>>>
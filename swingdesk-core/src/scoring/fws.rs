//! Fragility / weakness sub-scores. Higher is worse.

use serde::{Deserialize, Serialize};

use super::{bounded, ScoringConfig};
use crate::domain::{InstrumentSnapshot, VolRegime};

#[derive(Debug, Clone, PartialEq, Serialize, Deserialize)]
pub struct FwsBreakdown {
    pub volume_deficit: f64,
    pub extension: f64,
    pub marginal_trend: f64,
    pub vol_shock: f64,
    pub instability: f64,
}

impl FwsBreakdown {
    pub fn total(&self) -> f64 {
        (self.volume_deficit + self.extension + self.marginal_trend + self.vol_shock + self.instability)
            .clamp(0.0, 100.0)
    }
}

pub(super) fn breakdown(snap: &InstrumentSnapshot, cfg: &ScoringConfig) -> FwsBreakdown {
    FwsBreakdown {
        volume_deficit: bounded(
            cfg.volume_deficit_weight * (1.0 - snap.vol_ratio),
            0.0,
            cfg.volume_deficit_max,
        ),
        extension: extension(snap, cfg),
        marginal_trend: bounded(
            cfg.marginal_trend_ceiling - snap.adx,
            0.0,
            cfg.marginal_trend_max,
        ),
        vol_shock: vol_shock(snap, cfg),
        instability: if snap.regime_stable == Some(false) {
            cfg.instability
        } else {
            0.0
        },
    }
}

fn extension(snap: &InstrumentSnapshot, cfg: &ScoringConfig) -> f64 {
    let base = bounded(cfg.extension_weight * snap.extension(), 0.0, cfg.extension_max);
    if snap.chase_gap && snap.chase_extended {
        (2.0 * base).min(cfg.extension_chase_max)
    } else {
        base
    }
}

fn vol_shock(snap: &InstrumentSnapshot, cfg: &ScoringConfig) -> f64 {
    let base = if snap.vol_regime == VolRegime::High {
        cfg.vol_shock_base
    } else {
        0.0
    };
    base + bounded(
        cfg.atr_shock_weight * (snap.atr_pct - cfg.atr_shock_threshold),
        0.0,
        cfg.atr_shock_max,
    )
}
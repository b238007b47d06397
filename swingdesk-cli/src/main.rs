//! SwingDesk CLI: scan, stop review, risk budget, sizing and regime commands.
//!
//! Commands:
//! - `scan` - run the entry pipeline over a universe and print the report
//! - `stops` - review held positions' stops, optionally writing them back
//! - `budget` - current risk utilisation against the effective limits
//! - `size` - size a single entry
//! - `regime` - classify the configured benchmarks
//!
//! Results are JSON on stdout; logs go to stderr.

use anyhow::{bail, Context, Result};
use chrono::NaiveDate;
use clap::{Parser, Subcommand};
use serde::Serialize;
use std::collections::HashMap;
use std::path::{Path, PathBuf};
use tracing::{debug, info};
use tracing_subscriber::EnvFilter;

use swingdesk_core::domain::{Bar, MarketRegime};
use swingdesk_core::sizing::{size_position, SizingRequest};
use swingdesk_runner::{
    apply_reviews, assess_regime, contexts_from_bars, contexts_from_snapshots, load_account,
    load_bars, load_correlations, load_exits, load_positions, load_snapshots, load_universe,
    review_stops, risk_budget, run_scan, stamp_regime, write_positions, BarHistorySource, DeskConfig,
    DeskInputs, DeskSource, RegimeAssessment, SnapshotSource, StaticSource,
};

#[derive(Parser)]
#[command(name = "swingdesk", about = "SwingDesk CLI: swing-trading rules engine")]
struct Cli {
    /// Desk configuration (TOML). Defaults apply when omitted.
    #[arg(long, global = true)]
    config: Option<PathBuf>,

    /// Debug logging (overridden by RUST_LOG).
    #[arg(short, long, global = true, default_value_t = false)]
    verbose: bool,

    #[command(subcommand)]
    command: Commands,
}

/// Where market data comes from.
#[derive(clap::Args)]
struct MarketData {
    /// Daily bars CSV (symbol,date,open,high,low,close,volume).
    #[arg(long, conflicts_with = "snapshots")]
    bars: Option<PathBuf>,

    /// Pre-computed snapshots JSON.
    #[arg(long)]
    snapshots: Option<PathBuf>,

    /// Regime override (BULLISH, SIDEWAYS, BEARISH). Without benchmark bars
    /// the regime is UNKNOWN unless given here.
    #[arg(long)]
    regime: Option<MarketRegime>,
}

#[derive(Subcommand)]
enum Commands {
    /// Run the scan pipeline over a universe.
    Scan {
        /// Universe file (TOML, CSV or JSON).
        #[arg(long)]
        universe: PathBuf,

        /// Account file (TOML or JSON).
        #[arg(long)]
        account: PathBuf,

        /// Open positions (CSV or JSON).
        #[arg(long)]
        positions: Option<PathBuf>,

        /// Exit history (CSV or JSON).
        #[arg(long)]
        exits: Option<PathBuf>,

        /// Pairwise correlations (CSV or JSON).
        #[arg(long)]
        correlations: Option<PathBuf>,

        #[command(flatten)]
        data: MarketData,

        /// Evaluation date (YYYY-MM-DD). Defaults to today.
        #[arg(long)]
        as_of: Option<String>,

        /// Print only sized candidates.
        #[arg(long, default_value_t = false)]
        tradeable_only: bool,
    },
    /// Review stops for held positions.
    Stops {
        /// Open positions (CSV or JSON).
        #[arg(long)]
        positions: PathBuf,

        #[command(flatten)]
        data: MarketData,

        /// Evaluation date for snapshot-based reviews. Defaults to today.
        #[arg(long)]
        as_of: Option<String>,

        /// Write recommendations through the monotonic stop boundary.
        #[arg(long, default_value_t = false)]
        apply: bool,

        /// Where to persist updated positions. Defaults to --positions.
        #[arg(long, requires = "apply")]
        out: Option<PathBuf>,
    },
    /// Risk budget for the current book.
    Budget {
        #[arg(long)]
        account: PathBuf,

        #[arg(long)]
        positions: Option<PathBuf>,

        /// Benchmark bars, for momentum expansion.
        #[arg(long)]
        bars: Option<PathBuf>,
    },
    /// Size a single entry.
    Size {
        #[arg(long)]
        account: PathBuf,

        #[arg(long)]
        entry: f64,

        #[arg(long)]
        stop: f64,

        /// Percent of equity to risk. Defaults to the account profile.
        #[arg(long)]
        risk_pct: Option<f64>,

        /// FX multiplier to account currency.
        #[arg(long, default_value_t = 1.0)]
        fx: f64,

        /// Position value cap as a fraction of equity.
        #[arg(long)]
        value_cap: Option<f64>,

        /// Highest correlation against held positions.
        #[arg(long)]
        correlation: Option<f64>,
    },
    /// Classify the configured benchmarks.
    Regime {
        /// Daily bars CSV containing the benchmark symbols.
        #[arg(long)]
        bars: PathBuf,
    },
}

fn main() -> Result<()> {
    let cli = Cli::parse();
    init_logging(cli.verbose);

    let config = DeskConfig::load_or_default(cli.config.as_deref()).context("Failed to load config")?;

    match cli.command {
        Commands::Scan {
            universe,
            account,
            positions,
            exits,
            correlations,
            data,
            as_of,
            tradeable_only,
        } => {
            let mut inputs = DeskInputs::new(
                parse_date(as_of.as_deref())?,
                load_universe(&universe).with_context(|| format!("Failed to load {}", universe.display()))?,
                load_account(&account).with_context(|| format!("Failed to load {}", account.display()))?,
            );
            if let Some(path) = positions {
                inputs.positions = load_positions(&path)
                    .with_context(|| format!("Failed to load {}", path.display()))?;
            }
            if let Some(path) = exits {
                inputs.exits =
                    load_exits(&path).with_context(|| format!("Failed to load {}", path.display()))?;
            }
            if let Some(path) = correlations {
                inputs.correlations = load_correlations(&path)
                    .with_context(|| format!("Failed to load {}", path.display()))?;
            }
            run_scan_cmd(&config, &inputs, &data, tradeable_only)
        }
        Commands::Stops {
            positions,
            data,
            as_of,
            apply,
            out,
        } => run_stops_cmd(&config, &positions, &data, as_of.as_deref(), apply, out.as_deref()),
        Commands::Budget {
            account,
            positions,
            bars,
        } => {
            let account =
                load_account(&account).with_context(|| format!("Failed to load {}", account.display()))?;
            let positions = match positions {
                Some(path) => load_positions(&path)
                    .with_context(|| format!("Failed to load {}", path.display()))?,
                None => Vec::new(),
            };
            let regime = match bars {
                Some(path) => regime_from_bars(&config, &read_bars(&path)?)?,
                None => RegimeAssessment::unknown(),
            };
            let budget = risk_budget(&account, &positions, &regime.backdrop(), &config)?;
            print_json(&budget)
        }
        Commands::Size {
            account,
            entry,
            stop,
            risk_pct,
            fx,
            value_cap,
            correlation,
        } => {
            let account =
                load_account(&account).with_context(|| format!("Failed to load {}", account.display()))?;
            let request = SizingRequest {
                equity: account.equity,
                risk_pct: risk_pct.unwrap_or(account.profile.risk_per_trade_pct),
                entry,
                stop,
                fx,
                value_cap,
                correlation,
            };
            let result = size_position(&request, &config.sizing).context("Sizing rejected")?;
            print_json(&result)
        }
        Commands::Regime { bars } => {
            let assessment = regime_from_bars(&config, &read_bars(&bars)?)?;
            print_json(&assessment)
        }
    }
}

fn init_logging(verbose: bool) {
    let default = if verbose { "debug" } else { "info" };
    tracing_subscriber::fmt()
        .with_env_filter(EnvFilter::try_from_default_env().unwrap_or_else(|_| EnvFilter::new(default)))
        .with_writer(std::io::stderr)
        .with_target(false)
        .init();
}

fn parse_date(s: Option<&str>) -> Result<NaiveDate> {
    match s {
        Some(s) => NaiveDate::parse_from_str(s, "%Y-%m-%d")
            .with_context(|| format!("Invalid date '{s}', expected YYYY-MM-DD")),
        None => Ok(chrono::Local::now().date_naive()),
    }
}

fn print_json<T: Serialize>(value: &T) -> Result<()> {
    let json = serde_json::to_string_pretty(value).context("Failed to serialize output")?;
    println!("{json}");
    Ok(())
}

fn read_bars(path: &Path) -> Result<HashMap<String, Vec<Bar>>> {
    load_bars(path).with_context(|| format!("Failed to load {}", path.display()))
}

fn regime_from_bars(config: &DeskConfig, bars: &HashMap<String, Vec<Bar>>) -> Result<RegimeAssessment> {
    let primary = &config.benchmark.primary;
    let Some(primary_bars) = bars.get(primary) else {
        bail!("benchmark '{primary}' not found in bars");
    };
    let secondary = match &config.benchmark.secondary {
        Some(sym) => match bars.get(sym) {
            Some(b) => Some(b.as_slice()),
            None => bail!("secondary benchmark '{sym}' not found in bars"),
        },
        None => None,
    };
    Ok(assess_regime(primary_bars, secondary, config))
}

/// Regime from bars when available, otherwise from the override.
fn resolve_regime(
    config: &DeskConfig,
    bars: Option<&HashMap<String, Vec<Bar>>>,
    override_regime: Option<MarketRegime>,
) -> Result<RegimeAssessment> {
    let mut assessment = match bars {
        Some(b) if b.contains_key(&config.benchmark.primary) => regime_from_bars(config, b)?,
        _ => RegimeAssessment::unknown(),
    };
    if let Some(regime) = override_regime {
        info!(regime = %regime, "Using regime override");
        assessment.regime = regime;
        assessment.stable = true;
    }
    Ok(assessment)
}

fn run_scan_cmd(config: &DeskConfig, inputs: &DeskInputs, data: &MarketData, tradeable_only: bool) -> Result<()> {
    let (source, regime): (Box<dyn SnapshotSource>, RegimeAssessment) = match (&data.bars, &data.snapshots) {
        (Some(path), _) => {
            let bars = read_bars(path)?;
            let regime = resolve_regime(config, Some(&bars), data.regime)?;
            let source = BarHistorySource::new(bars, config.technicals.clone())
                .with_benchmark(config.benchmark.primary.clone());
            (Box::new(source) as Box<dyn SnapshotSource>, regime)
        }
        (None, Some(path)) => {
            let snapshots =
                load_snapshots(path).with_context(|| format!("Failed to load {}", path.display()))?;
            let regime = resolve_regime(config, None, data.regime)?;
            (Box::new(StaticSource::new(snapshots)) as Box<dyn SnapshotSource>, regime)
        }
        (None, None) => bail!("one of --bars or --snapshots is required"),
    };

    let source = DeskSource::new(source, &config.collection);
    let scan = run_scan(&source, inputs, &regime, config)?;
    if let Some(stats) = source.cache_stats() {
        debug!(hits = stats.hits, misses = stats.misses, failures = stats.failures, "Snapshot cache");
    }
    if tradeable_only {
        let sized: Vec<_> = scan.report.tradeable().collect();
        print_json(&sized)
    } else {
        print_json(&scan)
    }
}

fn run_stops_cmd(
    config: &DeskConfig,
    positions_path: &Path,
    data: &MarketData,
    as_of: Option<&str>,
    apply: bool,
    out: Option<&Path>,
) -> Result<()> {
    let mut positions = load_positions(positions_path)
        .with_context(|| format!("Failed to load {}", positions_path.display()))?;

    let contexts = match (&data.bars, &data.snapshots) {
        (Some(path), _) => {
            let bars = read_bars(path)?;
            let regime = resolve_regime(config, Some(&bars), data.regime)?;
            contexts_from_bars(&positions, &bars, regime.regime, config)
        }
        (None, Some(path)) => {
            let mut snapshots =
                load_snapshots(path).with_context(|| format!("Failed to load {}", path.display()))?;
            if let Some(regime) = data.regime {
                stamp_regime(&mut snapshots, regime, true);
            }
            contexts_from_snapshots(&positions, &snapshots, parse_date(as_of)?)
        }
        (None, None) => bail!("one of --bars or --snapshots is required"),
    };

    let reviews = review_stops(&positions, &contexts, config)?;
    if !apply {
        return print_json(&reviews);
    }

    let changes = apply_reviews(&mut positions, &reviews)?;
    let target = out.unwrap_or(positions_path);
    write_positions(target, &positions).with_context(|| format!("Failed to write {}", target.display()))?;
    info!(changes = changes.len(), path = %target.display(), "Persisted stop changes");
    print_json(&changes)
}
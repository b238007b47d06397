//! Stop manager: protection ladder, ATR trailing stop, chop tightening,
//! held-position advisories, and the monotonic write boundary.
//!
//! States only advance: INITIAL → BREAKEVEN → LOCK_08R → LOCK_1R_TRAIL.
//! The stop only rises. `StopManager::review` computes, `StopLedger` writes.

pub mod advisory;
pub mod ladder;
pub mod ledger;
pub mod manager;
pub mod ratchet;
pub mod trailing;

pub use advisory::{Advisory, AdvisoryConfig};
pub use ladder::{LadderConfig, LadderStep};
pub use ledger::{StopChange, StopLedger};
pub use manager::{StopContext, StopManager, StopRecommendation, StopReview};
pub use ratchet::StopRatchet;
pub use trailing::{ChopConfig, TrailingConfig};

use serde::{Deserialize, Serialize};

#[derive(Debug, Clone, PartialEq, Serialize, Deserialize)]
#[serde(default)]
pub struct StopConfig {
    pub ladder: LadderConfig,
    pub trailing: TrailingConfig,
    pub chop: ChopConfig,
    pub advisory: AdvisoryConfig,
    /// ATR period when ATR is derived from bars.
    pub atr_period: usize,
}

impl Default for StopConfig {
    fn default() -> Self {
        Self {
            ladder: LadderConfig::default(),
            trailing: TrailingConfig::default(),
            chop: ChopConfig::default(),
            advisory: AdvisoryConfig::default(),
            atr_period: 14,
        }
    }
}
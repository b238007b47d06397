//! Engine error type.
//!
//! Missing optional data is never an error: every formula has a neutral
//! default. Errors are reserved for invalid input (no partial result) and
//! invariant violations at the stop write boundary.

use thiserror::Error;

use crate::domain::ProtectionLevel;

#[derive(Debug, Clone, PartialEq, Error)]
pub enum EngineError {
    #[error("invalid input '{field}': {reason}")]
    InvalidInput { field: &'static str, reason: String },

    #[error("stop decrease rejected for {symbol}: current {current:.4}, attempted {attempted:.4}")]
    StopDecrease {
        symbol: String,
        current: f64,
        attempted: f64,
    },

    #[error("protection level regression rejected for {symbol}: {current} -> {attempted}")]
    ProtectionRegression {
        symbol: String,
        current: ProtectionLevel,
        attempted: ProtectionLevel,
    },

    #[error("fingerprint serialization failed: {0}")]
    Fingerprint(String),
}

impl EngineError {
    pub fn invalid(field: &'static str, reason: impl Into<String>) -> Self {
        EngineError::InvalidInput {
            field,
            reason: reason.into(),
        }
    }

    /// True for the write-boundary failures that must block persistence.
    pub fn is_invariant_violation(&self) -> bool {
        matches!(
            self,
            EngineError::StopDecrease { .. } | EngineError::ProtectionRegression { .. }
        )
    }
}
<<<
In the listing above, find the line with "let mut assessment" and the line with "tradeable_only: bool) ->"; output exactly those lines and all lines between them.

    let mut assessment = match bars {
        Some(b) if b.contains_key(&config.benchmark.primary) => regime_from_bars(config, b)?,
        _ => RegimeAssessment::unknown(),
    };
    if let Some(regime) = override_regime {
        info!(regime = %regime, "Using regime override");
        assessment.regime = regime;
        assessment.stable = true;
    }
    Ok(assessment)
}

fn run_scan_cmd(config: &DeskConfig, inputs: &DeskInputs, data: &MarketData, tradeable_only: bool) -> Result<()> {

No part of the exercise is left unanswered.